Loeb v. Huddleston

BBICKELL, 0. J.

1. The action was brought to recover the penalty of two hundred dollars, imposed by the statute, (Code, § 1868), upon any mortgagee, or the transferee of the mortgage debt, who fails for thirty days after request in writing by the mortgagor, to enter on the margin of the record of the mortgage the date and amount of partial payments which may have been made on the debt. The trial was had on the plea of the general issue, which cast upon the plaintiff the bur-then of proving all the facts essential to a right of recovery. The record of the mortgage was an essential fact, and of the fact, a transcript from the record, properly certified by the judge of probate, was appropriate, if not the exclusive evidence. The objection to the transcript and certificate offered in evidence, was general and undefined. Such objections are not favored, and it may be laid down as a general rule, that if the party making them will not particularize, the court may overrule them without casting about to ascertain the grounds upon which it may be intended to rest them.

2. When a writing is in the possession or within the power of an adverse party notice may be given him to produce it on the trial, and if he fails or refuses, secondary evidence of its contents becomes admissible. There was evidence tending to prove that the plaintiff had in writing requested the defendant to enter partial payments on the margin of the record- of the mortgages, and having a tendency to show that the writing was in the possession, or within the power, of the de*262fendant. Notice having been given him to produce it, and production not following, secondary evidence of the contents was admissible. — 1 Green. Ev., § 560; 1 Whart. Ev., § 152.

3. The request to enter partial payments on the record of a mortgage, contemplated by the statute, is in its essence a notice — it performs the office of notice — it communicates to the mortgagee, or the transferee of the mortgage debt, the demand the mortgagor or other party mentioned in the statute has the right to make, that the partial payments be entered on the record.

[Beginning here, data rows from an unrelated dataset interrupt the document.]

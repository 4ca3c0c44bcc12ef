//! Hugging Face ImageGateway implementation

use super::classify::classify_failure;
use super::decode::decode_image;
use super::error::{HuggingFaceError, Result};
use async_trait::async_trait;
use imagine_application::{GatewayError, ImageGateway};
use imagine_domain::{GeneratedImage, ModelId};
use reqwest::header::ACCEPT;
use serde::Serialize;
use std::time::Duration;
use tracing::{debug, info};

/// Connection settings for [`HuggingFaceImageGateway`]
#[derive(Debug, Clone)]
pub struct HuggingFaceSettings {
    pub base_url: String,
    pub model: ModelId,
    /// Sent as a bearer token when present
    pub token: Option<String>,
    pub timeout: Duration,
}

#[derive(Serialize)]
struct TextToImageRequest<'a> {
    inputs: &'a str,
}

/// ImageGateway backed by the Hugging Face Inference API
pub struct HuggingFaceImageGateway {
    client: reqwest::Client,
    endpoint: String,
    model: ModelId,
    token: Option<String>,
    timeout: Duration,
}

impl HuggingFaceImageGateway {
    pub fn new(settings: HuggingFaceSettings) -> Result<Self> {
        if settings.timeout.is_zero() {
            return Err(HuggingFaceError::ZeroTimeout);
        }

        let client = reqwest::Client::builder()
            .timeout(settings.timeout)
            .user_agent(concat!("imagine/", env!("CARGO_PKG_VERSION")))
            .build()?;

        Self::with_client(settings, client)
    }

    /// Create a gateway with an existing HTTP client
    ///
    /// The client's own timeout applies; `settings.timeout` is only used in
    /// error messages.
    pub fn with_client(settings: HuggingFaceSettings, client: reqwest::Client) -> Result<Self> {
        let base_url = settings.base_url.trim().trim_end_matches('/');
        if !(base_url.starts_with("http://") || base_url.starts_with("https://")) {
            return Err(HuggingFaceError::InvalidBaseUrl(settings.base_url));
        }

        let endpoint = format!("{}/models/{}", base_url, settings.model);
        info!("HuggingFaceImageGateway initialized ({})", endpoint);

        Ok(Self {
            client,
            endpoint,
            model: settings.model,
            token: settings.token,
            timeout: settings.timeout,
        })
    }

    /// URL every request is posted to
    pub fn endpoint(&self) -> &str {
        &self.endpoint
    }

    pub fn has_token(&self) -> bool {
        self.token.is_some()
    }

    fn transport_error(&self, error: reqwest::Error) -> GatewayError {
        if error.is_timeout() {
            GatewayError::Transport(format!("Request timed out after {:?}", self.timeout))
        } else if error.is_connect() {
            GatewayError::Transport(format!("Could not connect to {}: {}", self.endpoint, error))
        } else {
            GatewayError::Transport(format!("Request failed: {}", error))
        }
    }
}

#[async_trait]
impl ImageGateway for HuggingFaceImageGateway {
    fn model(&self) -> &ModelId {
        &self.model
    }

    async fn text_to_image(&self, prompt: &str) -> std::result::Result<GeneratedImage, GatewayError> {
        let mut request = self
            .client
            .post(&self.endpoint)
            .header(ACCEPT, "image/png")
            .json(&TextToImageRequest { inputs: prompt });
        if let Some(token) = &self.token {
            request = request.bearer_auth(token);
        }

        debug!("POST {} ({} prompt bytes)", self.endpoint, prompt.len());
        let response = request.send().await.map_err(|e| self.transport_error(e))?;

        let status = response.status();
        let body = response
            .bytes()
            .await
            .map_err(|e| self.transport_error(e))?;
        debug!("Response {} ({} bytes)", status.as_u16(), body.len());

        if !status.is_success() {
            return Err(classify_failure(status.as_u16(), &body));
        }

        // Full decode of a megapixel image is CPU-bound
        let bytes = body.to_vec();
        tokio::task::spawn_blocking(move || decode_image(bytes))
            .await
            .map_err(|e| GatewayError::Transport(format!("Image decoding aborted: {}", e)))?
    }
}
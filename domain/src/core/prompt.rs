//! User prompt value object

use crate::core::error::DomainError;
use serde::{Deserialize, Serialize};

/// The image description entered by the user (Value Object)
///
/// Always stored trimmed and never empty.
#[derive(Debug, Clone, PartialEq, Eq, Serialize, Deserialize)]
pub struct UserPrompt {
    content: String,
}

impl UserPrompt {
    /// Try to create a new prompt, rejecting empty or whitespace-only text
    pub fn try_new(content: impl AsRef<str>) -> Result<Self, DomainError> {
        let trimmed = content.as_ref().trim();
        if trimmed.is_empty() {
            Err(DomainError::EmptyPrompt)
        } else {
            Ok(Self {
                content: trimmed.to_string(),
            })
        }
    }

    /// Get the prompt content
    pub fn content(&self) -> &str {
        &self.content
    }

    /// Consume and return the inner content
    pub fn into_content(self) -> String {
        self.content
    }
}

impl std::fmt::Display for UserPrompt {
    fn fmt(&self, f: &mut std::fmt::Formatter<'_>) -> std::fmt::Result {
        write!(f, "{}", self.content)
    }
}

#[cfg(test)]
mod tests {
    use super::*;

    #[test]
    fn test_prompt_is_trimmed() {
        let p = UserPrompt::try_new("  a cat  \n").unwrap();
        assert_eq!(p.content(), "a cat");
    }

    #[test]
    fn test_try_new_empty() {
        assert_eq!(UserPrompt::try_new(""), Err(DomainError::EmptyPrompt));
        assert_eq!(UserPrompt::try_new("   "), Err(DomainError::EmptyPrompt));
        assert_eq!(UserPrompt::try_new("\t\n"), Err(DomainError::EmptyPrompt));
    }

    #[test]
    fn test_into_content() {
        let p = UserPrompt::try_new("a lake at sunset").unwrap();
        assert_eq!(p.into_content(), "a lake at sunset");
    }
}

The request must be in writing, unless the party to whom it is preferred waive the writing, assenting to a request made verbally. Any and every species of notice required to be in writing, intended for the benefit and protection of a party, may be waived, and verbal notice accepted as sufficient. The statute does not prescribe the manner in which the request must be brought to the knowledge of the mortgagee or the transferee of the mortgage debt. Personal notice, by which is intended the delivery of the writing to the mortgagee, or the transferee of the mortgage debt, in person, is most usual in practice, and when practicable should be adopted. If another mode is pursued — if the request be left with an agent, or one supposed to be the agent, or at the usual abode, or place of business of the party to be affected, tracing the fact to the knowledge, or the writing to the possession of the party, is the equivalent of a personal delivery. — Wade on Notice, § 640; 2 Taylor's Land. & Ten., § 484. The evidence that the defendant was informed of the delivery of the papers at his place of business, and that one of them, was a notice to enter the partial payments on the record of the mortgage, was not subject to objection. It was not as seems to have been supposed, nor could it have been intended as evidence of a verbal request. It tended to show that the defendant accepted as sufficient the delivery of the notice at his usual place of business, and to raise an inference that the papers came to his knowledge or possession.

4. The burthen of proving the fact, that in obedience to the request, the partial payments had been entered on the record of the mortgage, rested on the defendant. It was a fact lying peculiarly within his knowledge ; and as a general rule, when a fact is peculiarly within *263the knowledge of a party, the burthen rested upon him to prove such fact. — 1 Whart. Ev., § 367 ; 1 Brick. Dig. 869, §§ 922-23. The defendant dot having given evidence, that the payments had been entered, the evidence of witnesses tending to negative the fact, was merely redundant or superfluous, and if illegal, its admission is error without injury. — 1 Brick. Dig, 887, § 1192. *

5. We cannot perceive that the instruction given the jury at the request of the plaintiff, is in any respect erroneous. The instructions requested by the defendant were properly refused. The first, the charge to find for the defendant, if the evidence was believed, is never proper when there is a material conflict in the evidence. The second, when read in connection with the evidence, would have authorized a finding for the defendant, though his failure to receive the notiqe was the default of his clerk Broadnax.

We find no error in the record, and the judgment must be affirmed.